Pero se saltan (no sabemos si voluntaria o involuntariamente, aunque esto último es poco menos que imposible) el acto que se tiene que llevar a cabo para que se cumplan sus deseos (a menudo inducidos por quienes las rodean): matar a una persona.
Es muy frecuente la respuesta: no es una persona, es un montón de células. Ustedes, nos lo dicen con ira, lo ven como un pecado, porque mezclan la religión. La entrevista que publicamos en este número rebate este y otros argumentos a favor de eliminar a un ser humano diferente de la madre que lo lleva en su seno.
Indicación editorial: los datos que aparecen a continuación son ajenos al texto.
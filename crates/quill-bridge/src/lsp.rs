//! Projection of bridge records onto Language Server Protocol types.
//!
//! Editors that already speak LSP can forward these without knowing the
//! engine's vocabulary.

use lsp_types::{
    CompletionItem, CompletionItemKind, Diagnostic as LspDiagnostic, DiagnosticSeverity,
    NumberOrString, Position, Range,
};

use crate::records::{CompletionEntry, CompletionList, Diagnostic, DiagnosticCategory};

/// Value of the `source` field on every projected diagnostic.
pub const DIAGNOSTIC_SOURCE: &str = "quill";

/// Converts a diagnostic. Diagnostics without a location span the start of
/// the file.
#[must_use]
pub fn to_lsp_diagnostic(diagnostic: &Diagnostic) -> LspDiagnostic {
    let range = diagnostic.location.as_ref().map_or_else(Range::default, |location| {
        Range::new(
            Position::new(location.line, location.column),
            Position::new(location.end_line, location.end_column),
        )
    });
    let code = i32::try_from(diagnostic.code).map_or_else(
        |_| NumberOrString::String(diagnostic.code.to_string()),
        NumberOrString::Number,
    );

    LspDiagnostic {
        range,
        severity: Some(severity(diagnostic.category)),
        code: Some(code),
        source: Some(DIAGNOSTIC_SOURCE.to_owned()),
        message: diagnostic.message.clone(),
        ..LspDiagnostic::default()
    }
}

/// Converts a completion list, preserving entry order through `sort_text`.
#[must_use]
pub fn to_lsp_completion_list(list: &CompletionList) -> lsp_types::CompletionList {
    lsp_types::CompletionList {
        is_incomplete: list.is_incomplete,
        items: list.entries.iter().map(to_lsp_completion_item).collect(),
    }
}

/// Converts one completion entry.
#[must_use]
pub fn to_lsp_completion_item(entry: &CompletionEntry) -> CompletionItem {
    CompletionItem {
        label: entry.name.clone(),
        kind: completion_kind(&entry.kind),
        detail: entry.source.clone(),
        sort_text: Some(format!("{:010}", entry.rank)),
        insert_text: entry.insert_text.clone(),
        preselect: entry.flags.is_recommended.then_some(true),
        ..CompletionItem::default()
    }
}

const fn severity(category: DiagnosticCategory) -> DiagnosticSeverity {
    match category {
        DiagnosticCategory::Error => DiagnosticSeverity::ERROR,
        DiagnosticCategory::Warning => DiagnosticSeverity::WARNING,
        DiagnosticCategory::Suggestion => DiagnosticSeverity::HINT,
        DiagnosticCategory::Message => DiagnosticSeverity::INFORMATION,
    }
}

/// Maps an engine element kind onto the closest LSP completion kind.
#[must_use]
pub fn completion_kind(kind: &str) -> Option<CompletionItemKind> {
    let mapped = match kind {
        "keyword" | "primitive type" => CompletionItemKind::KEYWORD,
        "var" | "let" | "const" | "local var" | "alias" | "parameter" => {
            CompletionItemKind::VARIABLE
        }
        "property" | "getter" | "setter" => CompletionItemKind::FIELD,
        "function" | "local function" => CompletionItemKind::FUNCTION,
        "method" | "construct" | "call" | "index" => CompletionItemKind::METHOD,
        "enum" => CompletionItemKind::ENUM,
        "enum member" => CompletionItemKind::ENUM_MEMBER,
        "module" | "external module name" => CompletionItemKind::MODULE,
        "class" | "type" => CompletionItemKind::CLASS,
        "interface" => CompletionItemKind::INTERFACE,
        "script" => CompletionItemKind::FILE,
        "directory" => CompletionItemKind::FOLDER,
        "string" => CompletionItemKind::CONSTANT,
        "warning" => CompletionItemKind::TEXT,
        _ => return None,
    };
    Some(mapped)
}
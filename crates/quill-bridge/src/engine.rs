//! Abstractions over the external analysis engine.
//!
//! The engine runs in a foreign runtime and hands its results back as
//! dynamically shaped JSON values. The bridge never interprets those values
//! here; decoding happens in the marshaller so that one malformed item can be
//! skipped without losing the rest of a batch.

use std::error::Error;
use std::fmt;
use std::sync::Arc;

use serde::{Deserialize, Serialize};
use serde_json::Value;
use thiserror::Error;

use crate::errors::HostContractError;
use crate::host::LanguageServiceHost;
use crate::settings::CompilationSettings;

/// Zero-based line and character resolved by the engine.
#[derive(Debug, Clone, Copy, Default, PartialEq, Eq, Serialize, Deserialize)]
pub struct LineAndCharacter {
    /// Zero-based line.
    pub line: u32,
    /// Zero-based character within the line.
    pub character: u32,
}

impl LineAndCharacter {
    /// Builds a position.
    #[must_use]
    pub const fn new(line: u32, character: u32) -> Self {
        Self { line, character }
    }
}

/// Errors reported by engine implementations.
#[derive(Debug, Error)]
#[error("{message}")]
pub struct EngineError {
    message: String,
    #[source]
    source: Option<Box<dyn Error + Send + Sync>>,
}

impl EngineError {
    /// Builds an error without an underlying source.
    #[must_use]
    pub fn new(message: impl Into<String>) -> Self {
        Self {
            message: message.into(),
            source: None,
        }
    }

    /// Builds an error that wraps an underlying source.
    #[must_use]
    pub fn with_source(
        message: impl Into<String>,
        source: impl Into<Box<dyn Error + Send + Sync>>,
    ) -> Self {
        Self {
            message: message.into(),
            source: Some(source.into()),
        }
    }

    /// Human-friendly description without the optional source.
    #[must_use]
    pub fn message(&self) -> &str {
        self.message.as_str()
    }
}

impl From<HostContractError> for EngineError {
    fn from(error: HostContractError) -> Self {
        Self::with_source("host contract violated", error)
    }
}

/// Process-wide entry point into the analysis engine.
pub trait AnalysisEngine: Send + Sync {
    /// Engine version string.
    fn version(&self) -> String;

    /// Single-file transpilation without type information.
    fn transpile(
        &self,
        file_name: &str,
        text: &str,
        settings: &CompilationSettings,
    ) -> Result<Value, EngineError>;

    /// Creates a language service bound to `host`.
    fn create_language_service(
        &self,
        host: Arc<dyn LanguageServiceHost>,
    ) -> Result<Arc<dyn LanguageService>, EngineError>;
}

/// Incremental language service answering queries about one host's files.
///
/// Offsets are zero-based UTF-16 positions as understood by the engine; the
/// bridge passes them through untouched.
pub trait LanguageService: Send + Sync {
    /// Raw syntactic diagnostics for `file_name` (an array).
    fn syntactic_diagnostics(&self, file_name: &str) -> Result<Value, EngineError>;

    /// Raw semantic diagnostics for `file_name` (an array).
    fn semantic_diagnostics(&self, file_name: &str) -> Result<Value, EngineError>;

    /// Raw completion info at `position`, `null` when nothing applies.
    fn completions_at_position(&self, file_name: &str, position: u32)
    -> Result<Value, EngineError>;

    /// Raw details for the completion entry called `entry_name`.
    fn completion_entry_details(
        &self,
        file_name: &str,
        position: u32,
        entry_name: &str,
        source: Option<&str>,
    ) -> Result<Value, EngineError>;

    /// Raw navigation tree for `file_name`.
    fn navigation_tree(&self, file_name: &str) -> Result<Value, EngineError>;

    /// Raw quick info at `position`, `null` when nothing applies.
    fn quick_info_at_position(&self, file_name: &str, position: u32)
    -> Result<Value, EngineError>;

    /// Raw emit output for `file_name`.
    fn emit_output(&self, file_name: &str) -> Result<Value, EngineError>;

    /// Maps an offset in `file_name` to a line and character.
    fn line_and_character_of_position(
        &self,
        file_name: &str,
        position: u32,
    ) -> Result<LineAndCharacter, EngineError>;

    /// Applies a code action previously returned by this service.
    fn apply_code_action(&self, action: &Value) -> Result<Value, EngineError>;
}

impl fmt::Debug for dyn AnalysisEngine {
    fn fmt(&self, formatter: &mut fmt::Formatter<'_>) -> fmt::Result {
        formatter.write_str("AnalysisEngine")
    }
}

impl fmt::Debug for dyn LanguageService {
    fn fmt(&self, formatter: &mut fmt::Formatter<'_>) -> fmt::Result {
        formatter.write_str("LanguageService")
    }
}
Diana Gamboa, autora del libro El pretendido “derecho” al aborto, lo enfrenta desde el punto de vista jurídico. Y enseña que la Constitución tanto como los acuerdos internacionales que rigen en México consideran al no nacido como ser humano. Y si es ser humano es titular de todos los derechos que tiene una persona.
Viene, entonces, la artimaña lingüística: si eres humano, pero “todavía” no eres persona, por lo tanto, puedo hacer contigo lo que me dé la gana, más aún si me estorbas (o me presionan para que me estorbes).
El mensaje es brutal. Negar el carácter personal del ser humano es deshumanizar al mundo. Por eso decía el filósofo español Julián Marías que la aceptación social del aborto es lo más grave que ha sucedido en el siglo pasado. Y en este siglo. Y en cualquier siglo.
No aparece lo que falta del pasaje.